Però mi capita,  delle volte, di ritrovarmi a fissare l’intonaco bianco del soffitto della mia stanza, e di rimanere a fissarlo così per ore e ore, senza riuscire a trovare nessun altro colore al di là di quel bianco assoluto e piatto, senza forma nè sfumature. In quei momenti penso a quanto debba essere difficile continuare ad immaginare il cielo in una stanza, quando quella stanza è una cella di prigione ed il cielo non ti è consentito nemmeno di vederlo. Quanta fantasia e forza interiore deve avere in sé un uomo per riuscire a non dimenticare l’infinita scala cromatica della vita? E ancora, quanto coraggio e quanta dedizione sono richiesti per riuscire a non disperdersi in mille pezzettini dopo un tempo, più o meno lungo, di privazione assoluta? Per continuare a  credere che, anche se non puoi vederle, le stelle sono sempre lì, misteriose e bellissime?
Mi rendo conto che in questi giorni, nonostante le comodità, gli amici via Skype, le cene in famiglia, il camino sempre acceso, ho cominciato anch’io  pian piano a dimenticare qualche colore, a perdere di vista le sfumature, a confondere le stelle fino quasi a non riconoscerle più. Certo, il paragone non regge: troppo azzardato confrontare la nostra situazione di ‘reclusi in casa sul divano’ con quella di chi recluso lo è realmente, in una cella, puntualmente sovraffollata.
Ma forse, e dico forse, questo nuovo tempo che stiamo vivendo, fra la miriade di cose strabilianti che vorrebbe e potrebbe insegnarci, ci offre soprattutto la possibilità di comprendere meglio, e con più intensità, cosa significhi per un uomo essere privato della propria libertà, in tutte le sue possibili declinazioni. 
C’è  la libertà fisica, l’impossibilità di uscire di casa, andare in spiaggia, incontrare un amico per strada. Sappiamo che presto, grazie al cielo, torneremo a godere di tutte queste belle cose: tanto basta per alleggerirci l’animo e farci tornare il sorriso. Ma se a qualcuno quest’idea non dovesse bastare, se il presentimento che ‘tanto, in verità, non è ancora abbastanza’, allora forse si troverà il coraggio di avvicinarsi ad un altro tipo di libertà. Più radicale, vera, assoluta: quella delle nostre menti e della nostra coscienza.

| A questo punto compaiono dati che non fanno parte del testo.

// Copyright (c) 2025 Geoffrey Huntley <ghuntley@ghuntley.com>. All rights reserved.
// SPDX-License-Identifier: Proprietary

//! Enforcer options.
//!
//! Options are assembled from layered sources, lowest precedence first:
//!
//! 1. built-in defaults
//! 2. a TOML file (skipped when missing)
//! 3. environment variables (`LOOM_AUTHZ_*`)
//!
//! ```toml
//! wildcard = "*"
//! max_role_depth = 10
//! auto_save = true
//! cache_capacity = 4096
//! log_decisions = false
//! ```

use std::path::PathBuf;

use serde::{Deserialize, Serialize};
use tracing::{debug, trace};

use crate::error::{AuthzError, Result};
use crate::matcher::{FunctionMap, MatcherOptions};

const DEFAULT_WILDCARD: &str = "*";

#[derive(Debug, Clone, Default, Serialize, Deserialize, PartialEq, Eq)]
pub struct EnforcerConfigLayer {
	pub wildcard: Option<String>,
	pub max_role_depth: Option<usize>,
	pub auto_save: Option<bool>,
	pub cache_capacity: Option<usize>,
	pub log_decisions: Option<bool>,
}

impl EnforcerConfigLayer {
	pub fn merge(&mut self, other: Self) {
		if other.wildcard.is_some() {
			self.wildcard = other.wildcard;
		}
		if other.max_role_depth.is_some() {
			self.max_role_depth = other.max_role_depth;
		}
		if other.auto_save.is_some() {
			self.auto_save = other.auto_save;
		}
		if other.cache_capacity.is_some() {
			self.cache_capacity = other.cache_capacity;
		}
		if other.log_decisions.is_some() {
			self.log_decisions = other.log_decisions;
		}
	}

	pub fn finalize(self) -> EnforcerConfig {
		EnforcerConfig {
			wildcard: self
				.wildcard
				.unwrap_or_else(|| DEFAULT_WILDCARD.to_string()),
			max_role_depth: self.max_role_depth,
			auto_save: self.auto_save.unwrap_or(true),
			cache_capacity: self.cache_capacity.filter(|c| *c > 0),
			log_decisions: self.log_decisions.unwrap_or(false),
		}
	}
}

/// Resolved enforcer options.
#[derive(Debug, Clone, Serialize, Deserialize, PartialEq, Eq)]
pub struct EnforcerConfig {
	/// Rule value that equals any request value. Empty disables wildcards.
	pub wildcard: String,
	/// Maximum role links followed per query; `None` is unbounded.
	pub max_role_depth: Option<usize>,
	/// Write mutations through to a read/write adapter.
	pub auto_save: bool,
	/// Decision cache size; `None` disables caching.
	pub cache_capacity: Option<usize>,
	/// Log every decision at `info` instead of `debug`.
	pub log_decisions: bool,
}

impl Default for EnforcerConfig {
	fn default() -> Self {
		EnforcerConfigLayer::default().finalize()
	}
}

impl EnforcerConfig {
	/// Matcher options for these settings with the given registered functions.
	pub fn matcher_options(&self, functions: &FunctionMap) -> MatcherOptions {
		MatcherOptions {
			wildcard: Some(self.wildcard.clone()).filter(|w| !w.is_empty()),
			functions: functions.clone(),
		}
	}
}

/// Source precedence levels (higher = overrides lower).
#[derive(Debug, Clone, Copy, PartialEq, Eq, PartialOrd, Ord)]
pub enum Precedence {
	Defaults = 10,
	ConfigFile = 20,
	Environment = 50,
}

pub trait ConfigSource: Send + Sync {
	fn name(&self) -> &'static str;
	fn precedence(&self) -> Precedence;
	fn load(&self) -> Result<EnforcerConfigLayer>;
}

pub struct DefaultsSource;

impl ConfigSource for DefaultsSource {
	fn name(&self) -> &'static str {
		"defaults"
	}

	fn precedence(&self) -> Precedence {
		Precedence::Defaults
	}

	fn load(&self) -> Result<EnforcerConfigLayer> {
		Ok(EnforcerConfigLayer::default())
	}
}

pub struct TomlSource {
	path: PathBuf,
}

impl TomlSource {
	pub fn new(path: impl Into<PathBuf>) -> Self {
		Self { path: path.into() }
	}
}

impl ConfigSource for TomlSource {
	fn name(&self) -> &'static str {
		"toml-config"
	}

	fn precedence(&self) -> Precedence {
		Precedence::ConfigFile
	}

	fn load(&self) -> Result<EnforcerConfigLayer> {
		if !self.path.exists() {
			debug!(path = %self.path.display(), "config file not found, skipping");
			return Ok(EnforcerConfigLayer::default());
		}

		debug!(path = %self.path.display(), "loading config file");
		let content = std::fs::read_to_string(&self.path)?;
		let layer = toml::from_str(&content).map_err(|e| AuthzError::TomlParse {
			path: self.path.clone(),
			source: e,
		})?;
		trace!("parsed enforcer config layer from TOML");
		Ok(layer)
	}
}

/// Environment variable source.
///
/// Convention: `LOOM_AUTHZ_<FIELD>`.
pub struct EnvSource;

impl ConfigSource for EnvSource {
	fn name(&self) -> &'static str {
		"environment"
	}

	fn precedence(&self) -> Precedence {
		Precedence::Environment
	}

	fn load(&self) -> Result<EnforcerConfigLayer> {
		debug!("loading environment variables");
		layer_from_vars(|name| std::env::var(name).ok())
	}
}

fn layer_from_vars(lookup: impl Fn(&str) -> Option<String>) -> Result<EnforcerConfigLayer> {
	let var = |name: &str| lookup(name).filter(|v| !v.is_empty());
	let bool_var = |name: &str| var(name).map(|v| v.eq_ignore_ascii_case("true") || v == "1");
	let usize_var = |name: &str| -> Result<Option<usize>> {
		match var(name) {
			Some(v) => v.parse().map(Some).map_err(|_| AuthzError::Config {
				key: name.to_string(),
				message: format!("invalid integer value '{v}'"),
			}),
			None => Ok(None),
		}
	};

	Ok(EnforcerConfigLayer {
		wildcard: var("LOOM_AUTHZ_WILDCARD"),
		max_role_depth: usize_var("LOOM_AUTHZ_MAX_ROLE_DEPTH")?,
		auto_save: bool_var("LOOM_AUTHZ_AUTO_SAVE"),
		cache_capacity: usize_var("LOOM_AUTHZ_CACHE_CAPACITY")?,
		log_decisions: bool_var("LOOM_AUTHZ_LOG_DECISIONS"),
	})
}

/// Loads options from defaults, the TOML file at `path`, and the environment.
pub fn load_config(path: impl Into<PathBuf>) -> Result<EnforcerConfig> {
	let mut sources: Vec<Box<dyn ConfigSource>> = vec![
		Box::new(DefaultsSource),
		Box::new(TomlSource::new(path)),
		Box::new(EnvSource),
	];
	load_from_sources(&mut sources)
}

/// Loads options from defaults and the environment only.
pub fn load_config_from_env() -> Result<EnforcerConfig> {
	let mut sources: Vec<Box<dyn ConfigSource>> = vec![Box::new(DefaultsSource), Box::new(EnvSource)];
	load_from_sources(&mut sources)
}

fn load_from_sources(sources: &mut [Box<dyn ConfigSource>]) -> Result<EnforcerConfig> {
	sources.sort_by_key(|s| s.precedence());

	let mut merged = EnforcerConfigLayer::default();
	for source in sources.iter() {
		debug!(source = source.name(), "loading configuration source");
		merged.merge(source.load()?);
	}
	Ok(merged.finalize())
}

La ricerca di questo secondo tipo di libertà richiede sforzo ed esercizio costanti. Ci mette su un cammino impervio, ponendoci di fronte ai recinti invisibili che circondano le nostre vite, alle prigioni astratte che limitano le nostre esistenze senza che la maggior parte di noi ne abbia la benché minima coscienza. 
Percorrere il cammino che ci conduce verso questo secondo tipo di libertà, ci avvicina inevitabilmente alle vite dei tanti ‘reclusi dalla società’ che vivono in uno stato di privazione assoluta di ogni tipo di libertà, inclusa quella fisica. Capiremmo che la nostra esistenza non è poi così diversa da quella dei tanti soggetti a cui la cosiddetta società ‘civile’ riserva tutta la sua indifferenza o peggio, il suo disprezzo. Ci accorgeremmo, finalmente, che anche a noi di libertà - quella vera intendo - ne viene concessa ben poca e più passa il tempo, e più il suo spazio si riduce, fino a scomparire del tutto.
Se a qualcuno di voi è successo quello che è accaduto a me in questi giorni, se ha avvertito – nonostante tutto -  una inspiegabile sensazione di leggerezza, se ha pensato anche solo per un istante a quanto possa essere difficile continuare a sognare il cielo in una cella, ecco, quel qualcuno potrà forse sentirsi un pò più vicino ai tanti uomini che lottano quotidianamente per conservare, da una stanza buia di qualche prigione, il ricordo delle stelle.
E capirà che la battaglia in verità è per tutti la stessa,  anche se per qualcuno può essere un po’ più dura. 
E allora io mi domando se, dopo tanto sforzo e tanta fatica, alla fine  riusciremo finalmente a veder le stelle?